Defects in p53 signaling eliminate apoptotic responses to radiation therapy in many human cancers. In head and neck squamous cell carcinoma (HNSCC), the fifth most common cancer worldwide, TP53 mutations cause locoregional recurrence of radioresistant tumors, an invariably fatal form of the disease. Thus there is an urgent need for agents that will bypass mutant TP53 to restore radiosensitivity in HNSCC. This proposal focuses on an emerging apoptotic pathway, designated 'Chk1-suppressed'(CS) apoptosis, whose activation by Chk1 inhibitors restores radiosensitivity in p53-deficient zebrafish, mouse, and human cancer cells (Sidi et al., Cell 2008). We propose that Chk1 inhibitors and associated CS pathway define a promising therapeutic opportunity for TP53 mutant HNSCC. Our work has elucidated the core backbone of the CS pathway, which comprises a novel ATM/ATR-caspase-2 axis that bypasses p53 and attendant mitochondrial and death-receptor signaling cascades. Recently, we identified the PIDDosome (PIDD-RAIDD-caspase-2 complex), but not the intrinsic apoptosome or extrinsic DISC, as the caspase-activation platform at work in the CS pathway. These results strengthen the notion that the CS axis defines a third apoptotic pathway in vertebrate cells and were published in the September 14th issue of Molecular Cell (Ando et al. Mol Cell 2012). While we hypothesize that the CS pathway will be therapeutically effective in TP53 mutant HNSCC, the extreme heterogeneity of this disease makes it essential that we develop biologic tools that predict or assess PIDDosome activity in tumors. However, our molecular understanding of PIDDosome biology is very limited. To both deepen our understanding of PIDDosome signaling and identify predictive and pharmacodynamic biomarkers of CS pathway therapy, we propose three specific aims. The first and second aims are designed to identify novel PIDDosome regulators and substrates, respectively, by elucidating the roles of four PIDD-interacting molecules we recently identified.

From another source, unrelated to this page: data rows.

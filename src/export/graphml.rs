//! GraphML exchange format.
//!
//! Every device becomes a `<node>` keyed by name and every link an `<edge>`
//! with `local_port` and `neighbor_port` data. Edge ids are unique across the
//! file so parallel links survive a round trip through other tools.

use std::collections::HashMap;
use std::fs;
use std::path::Path;

use quick_xml::Reader;
use quick_xml::Writer;
use quick_xml::events::{BytesDecl, BytesEnd, BytesStart, BytesText, Event};
use tracing::{debug, info};

use crate::error::{Result, TopologyError};
use crate::topology::Topology;

const GRAPHML_NS: &str = "http://graphml.graphdrawing.org/xmlns";
const XSI_NS: &str = "http://www.w3.org/2001/XMLSchema-instance";
const SCHEMA_LOCATION: &str =
    "http://graphml.graphdrawing.org/xmlns http://graphml.graphdrawing.org/xmlns/1.0/graphml.xsd";

pub const LOCAL_PORT_ATTR: &str = "local_port";
pub const NEIGHBOR_PORT_ATTR: &str = "neighbor_port";

const LOCAL_PORT_KEY: &str = "d0";
const NEIGHBOR_PORT_KEY: &str = "d1";

pub fn to_string(topology: &Topology) -> Result<String> {
    let mut writer = Writer::new_with_indent(Vec::new(), b' ', 2);

    writer.write_event(Event::Decl(BytesDecl::new("1.0", Some("UTF-8"), None)))?;
    writer.write_event(Event::Start(BytesStart::new("graphml").with_attributes([
        ("xmlns", GRAPHML_NS),
        ("xmlns:xsi", XSI_NS),
        ("xsi:schemaLocation", SCHEMA_LOCATION),
    ])))?;

    for (id, name) in [
        (LOCAL_PORT_KEY, LOCAL_PORT_ATTR),
        (NEIGHBOR_PORT_KEY, NEIGHBOR_PORT_ATTR),
    ] {
        writer.write_event(Event::Empty(BytesStart::new("key").with_attributes([
            ("id", id),
            ("for", "edge"),
            ("attr.name", name),
            ("attr.type", "string"),
        ])))?;
    }

    writer.write_event(Event::Start(
        BytesStart::new("graph").with_attributes([("edgedefault", "undirected")]),
    ))?;

    for device in topology.devices() {
        writer.write_event(Event::Empty(
            BytesStart::new("node").with_attributes([("id", device.name.as_str())]),
        ))?;
    }

    for (index, link) in topology.links().iter().enumerate() {
        let edge_id = format!("e{}", index);
        writer.write_event(Event::Start(BytesStart::new("edge").with_attributes([
            ("id", edge_id.as_str()),
            ("source", link.local.device.as_str()),
            ("target", link.remote.device.as_str()),
        ])))?;
        write_data(&mut writer, LOCAL_PORT_KEY, &link.local.port)?;
        write_data(&mut writer, NEIGHBOR_PORT_KEY, &link.remote.port)?;
        writer.write_event(Event::End(BytesEnd::new("edge")))?;
    }

    writer.write_event(Event::End(BytesEnd::new("graph")))?;
    writer.write_event(Event::End(BytesEnd::new("graphml")))?;

    String::from_utf8(writer.into_inner())
        .map_err(|e| TopologyError::InvalidGraphMl(format!("writer produced invalid UTF-8: {}", e)))
}

fn write_data(writer: &mut Writer<Vec<u8>>, key: &str, value: &str) -> Result<()> {
    let element = BytesStart::new("data").with_attributes([("key", key)]);

    // An empty start/end pair would be split across lines by the indenter
    if value.is_empty() {
        writer.write_event(Event::Empty(element))?;
        return Ok(());
    }

    writer.write_event(Event::Start(element))?;
    writer.write_event(Event::Text(BytesText::new(value)))?;
    writer.write_event(Event::End(BytesEnd::new("data")))?;
    Ok(())
}

pub fn write_file(path: &Path, topology: &Topology) -> Result<()> {
    fs::write(path, to_string(topology)?)?;
    info!(
        path = %path.display(),
        nodes = topology.device_count(),
        edges = topology.link_count(),
        "Wrote GraphML"
    );
    Ok(())
}

/// Edge being assembled while its `<data>` children are read
#[derive(Debug, Default)]
struct PendingEdge {
    source: String,
    target: String,
    data: HashMap<String, String>,
}

/// Parse a GraphML document into a topology.
///
/// Edge data is matched through the `<key>` declarations by attribute name,
/// so files using other key ids are accepted. Missing port data reads as an
/// empty string.
pub fn from_str(xml: &str) -> Result<Topology> {
    let mut reader = Reader::from_str(xml);
    let mut topology = Topology::new();

    // key id -> attr.name
    let mut keys: HashMap<String, String> = HashMap::new();
    let mut edge: Option<PendingEdge> = None;
    let mut data_key: Option<String> = None;
    let mut text = String::new();

    loop {
        match reader.read_event()? {
            Event::Start(e) => match e.local_name().as_ref() {
                b"edge" => edge = Some(start_edge(&e)?),
                b"data" => {
                    data_key = attribute(&e, b"key")?;
                    text.clear();
                }
                b"node" => insert_node(&mut topology, &e)?,
                b"key" => register_key(&mut keys, &e)?,
                _ => {}
            },
            Event::Empty(e) => match e.local_name().as_ref() {
                b"node" => insert_node(&mut topology, &e)?,
                b"edge" => finish_edge(&mut topology, &keys, start_edge(&e)?),
                b"key" => register_key(&mut keys, &e)?,
                _ => {}
            },
            Event::Text(t) => {
                if data_key.is_some() {
                    text.push_str(&t.unescape()?);
                }
            }
            Event::CData(c) => {
                if data_key.is_some() {
                    text.push_str(&String::from_utf8_lossy(&c.into_inner()));
                }
            }
            Event::End(e) => match e.local_name().as_ref() {
                b"data" => {
                    if let (Some(key), Some(pending)) = (data_key.take(), edge.as_mut()) {
                        pending.data.insert(key, std::mem::take(&mut text));
                    }
                }
                b"edge" => {
                    if let Some(pending) = edge.take() {
                        finish_edge(&mut topology, &keys, pending);
                    }
                }
                _ => {}
            },
            Event::Eof => break,
            _ => {}
        }
    }

    debug!(
        nodes = topology.device_count(),
        edges = topology.link_count(),
        "Parsed GraphML"
    );
    Ok(topology)
}

pub fn read_file(path: &Path) -> Result<Topology> {
    let content = fs::read_to_string(path)?;
    from_str(&content)
}

fn attribute(e: &BytesStart<'_>, name: &[u8]) -> Result<Option<String>> {
    for attr in e.attributes() {
        let attr = attr.map_err(quick_xml::Error::from)?;
        if attr.key.local_name().as_ref() == name {
            return Ok(Some(attr.unescape_value()?.into_owned()));
        }
    }
    Ok(None)
}

fn required_attribute(e: &BytesStart<'_>, name: &[u8]) -> Result<String> {
    attribute(e, name)?.ok_or_else(|| {
        TopologyError::InvalidGraphMl(format!(
            "<{}> without {} attribute",
            String::from_utf8_lossy(e.local_name().as_ref()),
            String::from_utf8_lossy(name)
        ))
    })
}

fn register_key(keys: &mut HashMap<String, String>, e: &BytesStart<'_>) -> Result<()> {
    let id = required_attribute(e, b"id")?;
    let name = attribute(e, b"attr.name")?.unwrap_or_else(|| id.clone());
    keys.insert(id, name);
    Ok(())
}

fn insert_node(topology: &mut Topology, e: &BytesStart<'_>) -> Result<()> {
    let id = required_attribute(e, b"id")?;
    topology.insert_device(&id);
    Ok(())
}

fn start_edge(e: &BytesStart<'_>) -> Result<PendingEdge> {
    Ok(PendingEdge {
        source: required_attribute(e, b"source")?,
        target: required_attribute(e, b"target")?,
        data: HashMap::new(),
    })
}

fn finish_edge(topology: &mut Topology, keys: &HashMap<String, String>, edge: PendingEdge) {
    let mut local_port = String::new();
    let mut neighbor_port = String::new();

    for (key, value) in edge.data {
        let name = keys.get(&key).map(String::as_str).unwrap_or(key.as_str());
        match name {
            LOCAL_PORT_ATTR => local_port = value,
            NEIGHBOR_PORT_ATTR => neighbor_port = value,
            _ => {}
        }
    }

    topology.insert_link(&edge.source, &local_port, &edge.target, &neighbor_port);
}

#[cfg(test)]
mod tests {
    use super::*;
    use crate::test_utils::topology_from;
    use proptest::prelude::*;

    #[test]
    fn test_document_shape() {
        let topology = topology_from(&[("sw1", "eth0", "sw2", "eth1")]);
        let xml = to_string(&topology).unwrap();

        assert!(xml.contains(r#"<graph edgedefault="undirected">"#));
        assert!(xml.contains(r#"attr.name="local_port""#));
        assert!(xml.contains(r#"attr.name="neighbor_port""#));
        assert!(xml.contains(r#"<node id="sw1"/>"#));
        assert!(xml.contains(r#"<edge id="e0" source="sw1" target="sw2">"#));
        assert!(xml.contains(r#"<data key="d0">eth0</data>"#));
        assert!(xml.contains(r#"<data key="d1">eth1</data>"#));
    }

    #[test]
    fn test_parallel_edges_have_unique_ids() {
        let topology = topology_from(&[
            ("sw1", "eth0", "sw2", "eth0"),
            ("sw1", "eth1", "sw2", "eth1"),
        ]);
        let xml = to_string(&topology).unwrap();
        assert!(xml.contains(r#"id="e0""#));
        assert!(xml.contains(r#"id="e1""#));

        let parsed = from_str(&xml).unwrap();
        assert_eq!(parsed.links_between("sw1", "sw2").count(), 2);
    }

    #[test]
    fn test_special_characters_roundtrip() {
        let topology = topology_from(&[("a&b", "<eth0>", "c\"d", "port 'x'")]);
        let parsed = from_str(&to_string(&topology).unwrap()).unwrap();
        assert_eq!(parsed, topology);
    }

    #[test]
    fn test_empty_graph_roundtrip() {
        let parsed = from_str(&to_string(&Topology::new()).unwrap()).unwrap();
        assert!(parsed.is_empty());
        assert_eq!(parsed.link_count(), 0);
    }

    #[test]
    fn test_foreign_key_ids() {
        let xml = r#"<?xml version='1.0' encoding='utf-8'?>
<graphml xmlns="http://graphml.graphdrawing.org/xmlns">
  <key id="d1" for="edge" attr.name="neighbor_port" attr.type="string" />
  <key id="d0" for="edge" attr.name="local_port" attr.type="string" />
  <graph edgedefault="undirected">
    <node id="sw1" />
    <node id="sw2" />
    <node id="lonely" />
    <edge source="sw1" target="sw2" id="0">
      <data key="d0">Ethernet0</data>
      <data key="d1">Ethernet4</data>
    </edge>
    <edge source="sw1" target="sw3" id="1" />
  </graph>
</graphml>"#;

        let topology = from_str(xml).unwrap();
        assert_eq!(topology.device_count(), 4);
        assert!(topology.contains_device("lonely"));
        assert!(topology.contains_device("sw3"));

        let link = topology.links_between("sw1", "sw2").next().unwrap();
        assert_eq!(link.local.port, "Ethernet0");
        assert_eq!(link.remote.port, "Ethernet4");

        let bare = topology.links_between("sw1", "sw3").next().unwrap();
        assert_eq!(bare.local.port, "");
        assert_eq!(bare.remote.port, "");
    }

    #[test]
    fn test_edge_without_target_is_rejected() {
        let xml = r#"<graphml><graph><edge source="a"/></graph></graphml>"#;
        assert!(matches!(from_str(xml), Err(TopologyError::InvalidGraphMl(_))));
    }

    #[test]
    fn test_file_roundtrip() {
        let dir = tempfile::tempdir().unwrap();
        let path = dir.path().join("network_graph.graphml");
        let topology = topology_from(&[
            ("leaf1", "Ethernet0", "spine1", "Ethernet0"),
            ("spine1", "Ethernet0", "leaf1", "Ethernet0"),
            ("leaf1", "Ethernet4", "leaf1", "Ethernet8"),
        ]);

        write_file(&path, &topology).unwrap();
        assert_eq!(read_file(&path).unwrap(), topology);
    }

    fn arb_links() -> impl Strategy<Value = Vec<(usize, usize, String, String)>> {
        (1usize..1000).prop_flat_map(|devices| {
            prop::collection::vec(
                (
                    0..devices,
                    0..devices,
                    "[A-Za-z0-9/:&<>\"' -]{0,12}",
                    "[A-Za-z0-9/:&<>\"' -]{0,12}",
                ),
                0..200,
            )
        })
    }

    proptest! {
        #![proptest_config(ProptestConfig::with_cases(64))]

        #[test]
        fn prop_exchange_roundtrip(links in arb_links(), isolated in 0usize..5) {
            let mut topology = Topology::new();
            for (a, b, local_port, remote_port) in &links {
                let (local, remote) = (format!("dev{}", a), format!("dev{}", b));
                topology.insert_link(&local, local_port, &remote, remote_port);
            }
            for i in 0..isolated {
                topology.insert_device(&format!("isolated{}", i));
            }

            let parsed = from_str(&to_string(&topology).unwrap()).unwrap();
            prop_assert_eq!(parsed, topology);
        }
    }
}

The third aim i ntegrates cutting-edge cancer genomics with in vivo functional genetics in zebrafish to identify genetic predictors of HNSCC response to CS pathway therapy. Candidate predictive genotypes will be functionally characterized using the functional CS pathway markers identified in Aim 1, Aim 2, or our previous studies, and validated in ex vivo cultures of primary HNSCC samples from the OR. In summary, we aim to make a significant impact in the newly emerging area of PIDDosome-mediated apoptotic signaling, thereby translating CS apoptosis into an effective HNSCC therapy.
New therapies are urgently needed in HNSCC and other cancers in which radioresistance driven by highly prevalent TP53 mutations cause locoregional disease recurrence and invariable patient death. The Chk1-suppressed (CS) pathway of apoptosis is a novel form of cell death that does not rely on p53 for activation afte radiation and can be triggered by Chk1 inhibitors. The molecular and preclinical investigation of CS apoptosis in HNSCC promises to define a first targeted strategy for this disease.